Last Friday, the Commerce Department reported that personal spending fell 0.3% in September marking the biggest decline since June of 2004. These numbers followed flat readings in both July and August which contributed to the worst quarterly performance for consumer spending in 28 years. This spending accounts for approximately 2/3 of total economic activity in the United States and the September numbers were slightly worse than expected. Last Thursday, the Government reported that gross domestic product, which is the broadest measure of economic health, declined at an annual rate of 0.3% in the third quarter. Current reports are demonstrating that the financial crisis has driven consumer confidence to a record low and economists believe that the fourth quarter will be no different. We have been feeling like we have been in a recession for quite some time but given the expected fourth quarter economic performance, the economy will meet the standard definition of a recession by the end of the year.
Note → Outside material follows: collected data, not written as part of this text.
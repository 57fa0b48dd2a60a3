//! Shared test utilities for dwc3-usbd tests
//!
//! Builders for a core or a running device on top of the register model in
//! [`mock_hardware`], plus event-word and setup-packet helpers.

#![allow(dead_code)]

pub mod mock_hardware;

use core::sync::atomic::Ordering;

pub use mock_hardware::{
    Callback, CommandRecord, FakePlatform, FakeRegisters, RecordingHandler,
};

use dwc3_usbd::dwc3::event::{device_event_word, endpoint_event_word};
use dwc3_usbd::{DmaBuffer, DmaRegion, Dwc3Config, Dwc3Core, LinkState, UsbDevice};

pub type TestCore = Dwc3Core<'static, FakeRegisters, FakePlatform>;
pub type TestDevice = UsbDevice<'static, FakeRegisters, FakePlatform, RecordingHandler>;

// Device event types
pub const DISCONNECT: u8 = 0;
pub const RESET: u8 = 1;
pub const CONNECT_DONE: u8 = 2;
pub const LINK_CHANGE: u8 = 3;

// Endpoint event types
pub const XFER_COMPLETE: u8 = 1;
pub const XFER_IN_PROGRESS: u8 = 2;
pub const XFER_NOT_READY: u8 = 3;

// Control stages reported with transfer-not-ready
pub const STAGE_DATA: u8 = 1;
pub const STAGE_STATUS: u8 = 2;

/// Hardware side of a test setup
pub struct Rig {
    pub hw: FakeRegisters,
    pub dma: &'static DmaRegion,
}

impl Rig {
    /// Write a setup packet where the controller would put it
    pub fn write_setup(&self, bytes: [u8; 8]) {
        let words = self.dma.setup_words();
        words[0].store(
            u32::from_le_bytes([bytes[0], bytes[1], bytes[2], bytes[3]]),
            Ordering::Release,
        );
        words[1].store(
            u32::from_le_bytes([bytes[4], bytes[5], bytes[6], bytes[7]]),
            Ordering::Release,
        );
    }

    /// Complete the EP0 TRB with `remaining` bytes left over
    pub fn complete_ep0_trb(&self, remaining: u32) {
        let trb = self.dma.ep0_trb();
        trb.size.store(remaining, Ordering::Release);
        trb.ctrl.fetch_and(!1, Ordering::Release);
    }

    /// Complete ring slot `slot` of physical endpoint `phy`
    pub fn complete_ring_trb(&self, phy: usize, slot: usize, remaining: u32) {
        let trb = self.dma.ring(phy).slot(slot);
        trb.size.store(remaining, Ordering::Release);
        trb.ctrl.fetch_and(!1, Ordering::Release);
    }
}

/// Retry budgets small enough to keep timeout tests fast
pub fn test_config() -> Dwc3Config {
    Dwc3Config::new()
        .command_retries(16)
        .generic_command_retries(16)
        .run_stop_retries(16)
        .soft_reset_retries(16)
        .link_state_retries(16)
        .wakeup_retries(16)
}

/// A core over a fresh register model, not initialized
pub fn new_core() -> (TestCore, Rig) {
    core_with_config(test_config())
}

/// A core over a fresh register model with `config`
pub fn core_with_config(config: Dwc3Config) -> (TestCore, Rig) {
    let dma: &'static DmaRegion = Box::leak(Box::new(DmaRegion::new()));
    let hw = FakeRegisters::new(dma);
    let core = Dwc3Core::new(hw.clone(), FakePlatform::default(), dma, config);
    (core, Rig { hw, dma })
}

/// An initialized core with an empty command log
pub fn initialized_core() -> (TestCore, Rig) {
    let (mut core, rig) = new_core();
    core.init().expect("init");
    rig.hw.clear_commands();
    (core, rig)
}

/// A device that has been reset and enumerated at high speed, SETUP armed
pub fn running_device(handler: RecordingHandler) -> (TestDevice, Rig) {
    let (core, rig) = new_core();
    let mut device = UsbDevice::new(core, handler);
    device.init().expect("init");
    device.connect().expect("connect");

    rig.hw.raise_events(&[device_event(RESET), device_event(CONNECT_DONE)]);
    device.on_interrupt();

    rig.hw.clear_commands();
    device.handler_mut().calls.clear();
    (device, rig)
}

pub fn device_event(kind: u8) -> u32 {
    device_event_word(kind, 0)
}

pub fn link_event(state: LinkState) -> u32 {
    device_event_word(LINK_CHANGE, state.bits() as u16)
}

pub fn ep_event(phy: u8, kind: u8, status: u8) -> u32 {
    endpoint_event_word(phy, kind, status)
}

/// Buffer that outlives the test
pub fn leak_buffer(len: usize) -> DmaBuffer {
    DmaBuffer::from_static(Box::leak(vec![0u8; len].into_boxed_slice()))
}

/// Buffer filled with `bytes`
pub fn buffer_with(bytes: &[u8]) -> DmaBuffer {
    DmaBuffer::from_static(Box::leak(bytes.to_vec().into_boxed_slice()))
}
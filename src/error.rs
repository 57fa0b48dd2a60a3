//! USB device controller error types

use core::fmt;

/// USB operation result type
pub type Result<T> = core::result::Result<T, UsbError>;

/// USB device controller errors
#[derive(Debug, Clone, Copy, PartialEq, Eq)]
#[cfg_attr(feature = "defmt", derive(defmt::Format))]
pub enum UsbError {
    /// Core identification register does not name a DWC3 core
    InvalidCore,
    /// Core synthesized without device-mode support
    ModeMismatch,
    /// Device core soft reset did not complete
    SoftResetTimeout,
    /// Controller did not leave the halted state after run/stop
    ControllerHalted,
    /// Generic (device-level) command reported failure
    GenericCommandFailed,
    /// Generic (device-level) command did not complete
    GenericCommandTimeout,
    /// Transfer direction does not match the endpoint
    WrongDirection,
    /// Endpoint already has a transfer in flight
    EndpointBusy,
    /// Endpoint number out of range or endpoint not enabled
    InvalidEndpoint,
    /// No transfer resource is assigned to the endpoint
    ResourceIndexInvalid,
    /// Endpoint command rejected: no transfer resource available
    NoResource,
    /// Endpoint command rejected: bus expiry
    BusExpiry,
    /// Endpoint command returned an undefined status code
    UnknownCommandStatus,
    /// Endpoint command still active after the retry budget
    CommandTimeout,
    /// Buffer length not acceptable for this transfer
    InvalidLength,
    /// Every data descriptor of the ring is owned by hardware
    RingFull,
    /// Link state does not allow the requested operation
    InvalidLinkState,
    /// Controller never became ready for a link state change
    LinkStateTimeout,
    /// Link did not reach the requested state
    LinkStateChangeFailed,
    /// Link did not return to ON after remote wakeup
    RemoteWakeupFailed,
    /// Device address above 127
    AddressOutOfRange,
    /// Address change requested while configured
    AlreadyConfigured,
    /// Invalid parameter
    InvalidParameter,
    /// Unsupported operation
    Unsupported,
}

/// Error classes used by callers to decide how to react
#[derive(Debug, Clone, Copy, PartialEq, Eq)]
#[cfg_attr(feature = "defmt", derive(defmt::Format))]
pub enum ErrorCategory {
    /// Bring-up failures, the controller cannot start
    Initialization,
    /// Endpoint configuration and state errors
    Endpoint,
    /// Endpoint command protocol errors
    Command,
    /// Transfer submission errors
    Transfer,
    /// Link power management errors
    LinkState,
    /// Device address errors
    Address,
}

impl UsbError {
    /// Classify the error
    pub const fn category(&self) -> ErrorCategory {
        match self {
            Self::InvalidCore
            | Self::ModeMismatch
            | Self::SoftResetTimeout
            | Self::ControllerHalted
            | Self::GenericCommandFailed
            | Self::GenericCommandTimeout => ErrorCategory::Initialization,
            Self::WrongDirection
            | Self::EndpointBusy
            | Self::InvalidEndpoint
            | Self::ResourceIndexInvalid
            | Self::Unsupported => ErrorCategory::Endpoint,
            Self::NoResource
            | Self::BusExpiry
            | Self::UnknownCommandStatus
            | Self::CommandTimeout => ErrorCategory::Command,
            Self::InvalidLength | Self::RingFull | Self::InvalidParameter => {
                ErrorCategory::Transfer
            }
            Self::InvalidLinkState
            | Self::LinkStateTimeout
            | Self::LinkStateChangeFailed
            | Self::RemoteWakeupFailed => ErrorCategory::LinkState,
            Self::AddressOutOfRange | Self::AlreadyConfigured => ErrorCategory::Address,
        }
    }

    /// True when the hardware never answered (as opposed to answering with an error)
    pub const fn is_timeout(&self) -> bool {
        matches!(
            self,
            Self::SoftResetTimeout
                | Self::ControllerHalted
                | Self::GenericCommandTimeout
                | Self::CommandTimeout
                | Self::LinkStateTimeout
        )
    }
}

impl fmt::Display for UsbError {
    fn fmt(&self, f: &mut fmt::Formatter<'_>) -> fmt::Result {
        match self {
            Self::InvalidCore => write!(f, "Not a DWC3 core"),
            Self::ModeMismatch => write!(f, "Core has no device mode"),
            Self::SoftResetTimeout => write!(f, "Core soft reset timeout"),
            Self::ControllerHalted => write!(f, "Controller halted"),
            Self::GenericCommandFailed => write!(f, "Generic command failed"),
            Self::GenericCommandTimeout => write!(f, "Generic command timeout"),
            Self::WrongDirection => write!(f, "Wrong endpoint direction"),
            Self::EndpointBusy => write!(f, "Endpoint busy"),
            Self::InvalidEndpoint => write!(f, "Invalid endpoint"),
            Self::ResourceIndexInvalid => write!(f, "Transfer resource index invalid"),
            Self::NoResource => write!(f, "No transfer resource"),
            Self::BusExpiry => write!(f, "Bus expiry"),
            Self::UnknownCommandStatus => write!(f, "Unknown command status"),
            Self::CommandTimeout => write!(f, "Endpoint command timeout"),
            Self::InvalidLength => write!(f, "Invalid buffer length"),
            Self::RingFull => write!(f, "Descriptor ring full"),
            Self::InvalidLinkState => write!(f, "Invalid link state"),
            Self::LinkStateTimeout => write!(f, "Link state change timeout"),
            Self::LinkStateChangeFailed => write!(f, "Link state change failed"),
            Self::RemoteWakeupFailed => write!(f, "Remote wakeup failed"),
            Self::AddressOutOfRange => write!(f, "Device address out of range"),
            Self::AlreadyConfigured => write!(f, "Device already configured"),
            Self::InvalidParameter => write!(f, "Invalid parameter"),
            Self::Unsupported => write!(f, "Unsupported operation"),
        }
    }
}

#[cfg(test)]
mod tests {
    use super::*;

    #[test]
    fn command_errors_are_distinct_from_timeout() {
        assert_eq!(UsbError::NoResource.category(), ErrorCategory::Command);
        assert_eq!(UsbError::BusExpiry.category(), ErrorCategory::Command);
        assert!(!UsbError::NoResource.is_timeout());
        assert!(UsbError::CommandTimeout.is_timeout());
        assert_ne!(UsbError::NoResource, UsbError::CommandTimeout);
    }

    #[test]
    fn address_errors_classified() {
        assert_eq!(UsbError::AddressOutOfRange.category(), ErrorCategory::Address);
        assert_eq!(UsbError::AlreadyConfigured.category(), ErrorCategory::Address);
    }
}
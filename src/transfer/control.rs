//! Control transfers on endpoint 0
//!
//! EP0 OUT (physical 0) and EP0 IN (physical 1) share one TRB, so at most one
//! control stage is ever in flight. The stage machine:
//!
//! ```text
//!            +--------------------------------------------+
//!            v                                            |
//!  SETUP --(xfer complete, wLength > 0)--> DATA           |
//!    |                                      |             |
//!    |                         (not ready: status)        |
//!    |                                      v             |
//!    +--(not ready: status, wLength == 0)--> STATUS --(xfer complete)
//! ```
//!
//! A data-stage not-ready for the wrong direction ends the data transfer and
//! stalls EP0; disconnect and bus reset end whatever is in flight.

use crate::controller::Dwc3Core;
use crate::dma::{DmaBuffer, Platform};
use crate::dwc3::{
    CommandParams, ControlStage, DepCmd, EndpointEvent, EndpointEventKind, EpCommand,
    RegisterIo, TrbControl, TrbStatus, TrbType,
};
use crate::endpoint::{EndpointStatus, PhysicalEndpoint, SlotRequest};
use crate::error::{Result, UsbError};
use crate::transfer::{Direction, Ep0State, SetupPacket};

/// Size of a setup packet
pub const SETUP_PACKET_SIZE: u32 = 8;

/// Upper-layer notification produced by an EP0 event
#[derive(Debug, Clone, Copy, PartialEq, Eq)]
#[cfg_attr(feature = "defmt", derive(defmt::Format))]
pub(crate) enum Ep0Action {
    /// Nothing to report
    None,
    /// A setup packet is ready
    SetupReceived,
    /// Data stage finished on EP0 IN
    DataIn,
    /// Data stage finished on EP0 OUT
    DataOut,
}

impl<'a, R: RegisterIo, P: Platform> Dwc3Core<'a, R, P> {
    /// Start the IN data stage of a control transfer
    pub fn ep0_send(&mut self, buffer: DmaBuffer, len: u32) -> Result<()> {
        if len == 0 || len as usize > buffer.len() {
            return Err(UsbError::InvalidLength);
        }
        self.ep0_start_data(PhysicalEndpoint::EP0_IN, buffer, len)
    }

    /// Start the OUT data stage of a control transfer
    ///
    /// The request is rounded up to a multiple of the EP0 max packet size;
    /// `buffer` must be large enough for the rounded length.
    pub fn ep0_recv(&mut self, buffer: DmaBuffer, len: u32) -> Result<()> {
        let mps = u32::from(self.config.control_max_packet.max(1));
        let rounded = len.max(1).div_ceil(mps) * mps;
        if rounded as usize > buffer.len() {
            return Err(UsbError::InvalidLength);
        }
        self.ep0_start_data(PhysicalEndpoint::EP0_OUT, buffer, rounded)
    }

    fn ep0_start_data(&mut self, phy: PhysicalEndpoint, buffer: DmaBuffer, len: u32) -> Result<()> {
        let index = phy.index();
        if self.endpoints[index].is_busy() {
            #[cfg(feature = "defmt")]
            defmt::warn!("ep{} busy, data stage refused", index);
            return Err(UsbError::EndpointBusy);
        }

        {
            let record = &mut self.endpoints[index];
            record.requested = len;
            record.transferred = 0;
            record.slots[0] = SlotRequest {
                length: len,
                buffer: Some(buffer),
            };
        }

        buffer.hand_off(&mut self.platform, len as usize);
        let global = self.platform.to_global(buffer.addr());
        self.ep0_arm(
            phy,
            global,
            len,
            TrbType::ControlData,
            Ep0State::Data,
        )
    }

    /// Fill the shared TRB, hand it off and start the transfer on `phy`
    fn ep0_arm(
        &mut self,
        phy: PhysicalEndpoint,
        global_addr: u32,
        len: u32,
        ty: TrbType,
        next: Ep0State,
    ) -> Result<()> {
        let trb = self.dma.ep0_trb();
        trb.clear();
        trb.prepare(
            global_addr,
            len,
            ty,
            TrbControl::LST | TrbControl::ISP_IMI | TrbControl::IOC,
        )?;
        trb.hand_off(&mut self.platform);
        self.ep0_state = next;

        let params = CommandParams::trb_address(self.platform.to_global(trb.addr()));
        match self.send_ep_command(phy.index(), DepCmd::new(EpCommand::StartTransfer), params) {
            Ok(done) => {
                self.endpoints[phy.index()].mark_started(done.resource_index());
                Ok(())
            }
            Err(err) => {
                trb.release(&mut self.platform);
                Err(err)
            }
        }
    }

    /// Arm the SETUP stage on EP0 OUT
    pub(crate) fn prepare_setup(&mut self) -> Result<()> {
        self.platform
            .clean_dcache(self.dma.setup_addr(), SETUP_PACKET_SIZE as usize);
        let global = self.platform.to_global(self.dma.setup_addr());
        self.ep0_arm(
            PhysicalEndpoint::EP0_OUT,
            global,
            SETUP_PACKET_SIZE,
            TrbType::ControlSetup,
            Ep0State::Setup,
        )
    }

    /// Arm the STATUS stage, opposite to the data direction
    pub(crate) fn start_status(&mut self) -> Result<()> {
        let phy = match self.data_direction.reverse() {
            Direction::In => PhysicalEndpoint::EP0_IN,
            Direction::Out => PhysicalEndpoint::EP0_OUT,
        };
        if self.endpoints[phy.index()].is_busy() {
            #[cfg(feature = "defmt")]
            defmt::warn!("ep{} busy, status stage refused", phy.index());
            return Err(UsbError::EndpointBusy);
        }

        let ty = if self.three_stage {
            TrbType::ControlStatus3
        } else {
            TrbType::ControlStatus2
        };
        // Zero-length: the setup buffer only provides a valid pointer
        self.platform
            .clean_dcache(self.dma.setup_addr(), SETUP_PACKET_SIZE as usize);
        let global = self.platform.to_global(self.dma.setup_addr());
        self.ep0_arm(phy, global, 0, ty, Ep0State::Status)
    }

    /// Stall EP0 and re-arm SETUP
    ///
    /// The upper layer calls this for requests it does not support.
    pub fn ep0_stall(&mut self) -> Result<()> {
        self.send_ep_command(0, DepCmd::new(EpCommand::SetStall), CommandParams::none())?;
        let record = &mut self.endpoints[0];
        record.status = EndpointStatus::ENABLED | EndpointStatus::STALL;
        record.resource_index = None;
        self.ep0_state = Ep0State::Setup;
        self.prepare_setup()
    }

    /// End the transfer in flight on one control endpoint half
    pub(crate) fn end_control_data(&mut self, phy: PhysicalEndpoint) -> Result<()> {
        let index = phy.index();
        let Some(resource) = self.endpoints[index].resource_index else {
            return Ok(());
        };
        let cmd = DepCmd::new(EpCommand::EndTransfer)
            .with_param(u16::from(resource))
            .with_ioc();
        self.send_ep_command(index, cmd, CommandParams::none())?;
        self.endpoints[index].mark_idle();
        Ok(())
    }

    /// End anything in flight on EP0 and forget the control transfer
    pub(crate) fn abort_control(&mut self) {
        for phy in [PhysicalEndpoint::EP0_OUT, PhysicalEndpoint::EP0_IN] {
            if let Err(_err) = self.end_control_data(phy) {
                #[cfg(feature = "defmt")]
                defmt::warn!("ep{} abort failed: {}", phy.index(), _err);
                self.endpoints[phy.index()].mark_idle();
            }
        }
        self.dma.ep0_trb().release(&mut self.platform);
        self.setup_pending = false;
        self.three_stage = false;
        self.data_direction = Direction::Out;
        self.actual_length = 0;
    }

    /// Handle an endpoint event for physical endpoint 0 or 1
    pub(crate) fn handle_ep0_event(&mut self, event: EndpointEvent) -> Result<Ep0Action> {
        let phy = PhysicalEndpoint::from_index(usize::from(event.phy))?;
        self.platform
            .invalidate_dcache(self.dma.setup_addr(), SETUP_PACKET_SIZE as usize);

        match event.kind {
            EndpointEventKind::TransferNotReady => match event.control_stage() {
                Some(ControlStage::Data) => {
                    if phy.direction() != self.data_direction {
                        #[cfg(feature = "defmt")]
                        defmt::warn!("control data stage requested in the wrong direction");
                        let in_flight = match self.data_direction {
                            Direction::In => PhysicalEndpoint::EP0_IN,
                            Direction::Out => PhysicalEndpoint::EP0_OUT,
                        };
                        self.end_control_data(in_flight)?;
                        self.ep0_stall()?;
                    }
                    Ok(Ep0Action::None)
                }
                Some(ControlStage::Status) => {
                    if self.setup.is_set_address() {
                        if let Err(err) = self.set_address(self.setup.value) {
                            #[cfg(feature = "defmt")]
                            defmt::error!("set address {} refused: {}", self.setup.value, err);
                            self.ep0_stall()?;
                            return Err(err);
                        }
                    }
                    self.start_status()?;
                    Ok(Ep0Action::None)
                }
                None => Ok(Ep0Action::None),
            },
            EndpointEventKind::TransferComplete => {
                self.endpoints[phy.index()].mark_idle();
                self.setup_pending = false;

                match self.ep0_state {
                    Ep0State::Setup => {
                        self.read_setup();
                        Ok(Ep0Action::SetupReceived)
                    }
                    Ep0State::Data => Ok(self.ep0_data_done(phy)),
                    Ep0State::Status => {
                        self.ep0_status_done()?;
                        Ok(Ep0Action::None)
                    }
                    Ep0State::Unconnected => Ok(Ep0Action::None),
                }
            }
            _other => {
                #[cfg(feature = "defmt")]
                defmt::trace!("ep{} event {} ignored", phy.index(), _other);
                Ok(Ep0Action::None)
            }
        }
    }

    /// Cache the setup packet written by the controller and classify it
    fn read_setup(&mut self) {
        self.dma.ep0_trb().reclaim(&mut self.platform);
        let setup = SetupPacket::from_bytes(self.dma.setup_bytes());
        self.setup = setup;

        if setup.has_data_stage() {
            self.three_stage = true;
            self.data_direction = setup.direction();
            self.ep0_state = Ep0State::Data;
        } else {
            self.three_stage = false;
            self.data_direction = Direction::Out;
        }

        #[cfg(feature = "defmt")]
        defmt::debug!(
            "setup {:02x} {:02x} len {}",
            setup.request_type,
            setup.request,
            setup.length
        );
    }

    fn ep0_data_done(&mut self, phy: PhysicalEndpoint) -> Ep0Action {
        self.actual_length = 0;
        let done = self.dma.ep0_trb().reclaim(&mut self.platform);
        if done.status == TrbStatus::SetupPending {
            self.setup_pending = true;
            #[cfg(feature = "defmt")]
            defmt::warn!("setup pending during control data stage");
            return Ep0Action::None;
        }

        let record = &mut self.endpoints[phy.index()];
        let bytes = record.requested.saturating_sub(done.remaining);
        record.transferred = bytes;
        if let Some(buffer) = record.slots[0].buffer.take() {
            if phy.direction() == Direction::Out {
                buffer.reclaim(&mut self.platform, bytes as usize);
            }
        }
        self.actual_length = bytes;
        self.stats.record_transfer(bytes);

        match phy.direction() {
            Direction::In => Ep0Action::DataIn,
            Direction::Out => Ep0Action::DataOut,
        }
    }

    fn ep0_status_done(&mut self) -> Result<()> {
        let done = self.dma.ep0_trb().reclaim(&mut self.platform);
        if done.status == TrbStatus::SetupPending {
            self.setup_pending = true;
            #[cfg(feature = "defmt")]
            defmt::warn!("setup pending at status completion");
        }
        self.actual_length = 0;
        self.prepare_setup()
    }

    /// A new SETUP arrived before the previous control stage completed
    pub fn setup_pending(&self) -> bool {
        self.setup_pending
    }
}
Much of the consumer spending that has occurred over the last few years has been stimulated by the massive amounts of mortgage equity withdrawal taken by homeowners who have, essentially, used their homes as ATM machines. Additionally, the wealth effect of feeling as if they had massive equity in their homes created spending habits which fueled the economy. As these dynamics no longer exist, it is important for the housing market to bottom out in order for our economy to turn around. This is also vitally important because the value of mortgage backed securities and derivative products based on these securities cannot be accurately valued unless there is a high level of confidence in the value of our housing stock. A big concern about the implementation of the TARP is what the government will pay for these toxic securities. If we know what houses are worth, it will be easier to determine fair market value of the securities.
While there is clearly no easy solution to the foreclosure crisis, recently J.P. Morgan and Bank of America have implemented mortgage modification programs which could cover approximately 800,000 borrowers. These plans come amid intense national focus on the root cause of global financial turmoil, rising home foreclosures, and what the role of the banks and the government should be in helping struggling home owners. Approximately 1.5 million homes were in foreclosure at the end of June and economists expect several million more may default in the coming year as housing prices erode and job losses rise. The political pressure the banking industry is under to address the foreclosure problem is immense.
The TARP has enhanced liquidity in the banking system but now the focus on borrowers, who are in default or delinquent, is coming to the forefront. Recently, FDIC Chairman Sheila Bair floated a plan that could help 3,000,000 troubled borrowers which the White House is considering. You will recall that the FDIC is presently in control of IndyMac Federal Bank and is assisting strapped borrowers who had mortgages with that bank. Thus far, the agency has been able to help 40,000 of the 60,000 delinquent IndyMac borrowers. These moves by major banks and the FDIC are addressing one of the last elements of the global and financial upheaval as yet untouched by major Federal programs.
The economy and financial markets will have trouble beginning a reversal until there is a halt to the decline in housing prices, a phenomenon that is worsened by foreclosures. Banks are willing to recast troubled mortgages because they are realizing that they can improve the value of their loan portfolios through mass modifications rather than foreclosures which tend to produce larger losses. A clear consensus is emerging that broad based and systematic loan modifications are the best way to maximize the value of mortgages while preserving homeownership. This should ultimately help stabilize home prices and the broader economy.
Last week’s announcement by J.P. Morgan increases pressure on other mortgage companies to respond with relief programs for distressed borrowers. The bank will open 24 counseling centers and hire 300 employees to work with borrowers and will suspend foreclosures on loans it owns for 90 days as it puts new policies into place. Nationwide 7.3 million American homeowners are expected to default on mortgages between 2008 and 2010, about triple the usual rate. Approximately 4.3 million of these borrowers are expected to lose their homes. The focus of J.P. Morgan and Bank of America is specifically aimed at option adjustable rate mortgages or option ARMs. These mortgages allow borrowers to make minimum payments that may not even cover the interest due resulting in increasing principal loan balances. While an extremely cumbersome process, mortgages which are owned completely by a bank can be modified. There is a question as to whether mortgages which serve as collateral for mortgage backed securities can be modified. Investors in these mortgage securities may be more willing to foreclose to try to recoup their investment than to allow a servicer to renegotiate underlining mortgages.
The need to slow down the foreclosure rate is important because as more properties are taken by lenders, they are placed on the market which adds to the already bloated available inventory. This additional supply exerts downward pressure on value which serves to exacerbate the downward spiral the market is experiencing. It is positive that these issues are now being addressed by those who can do something about it. Mortgage recasts are difficult, particularly on the scale which is necessary, but this could be a way to help the housing market stabilize and when this happens it will be a sign that we are on our way out of the crisis.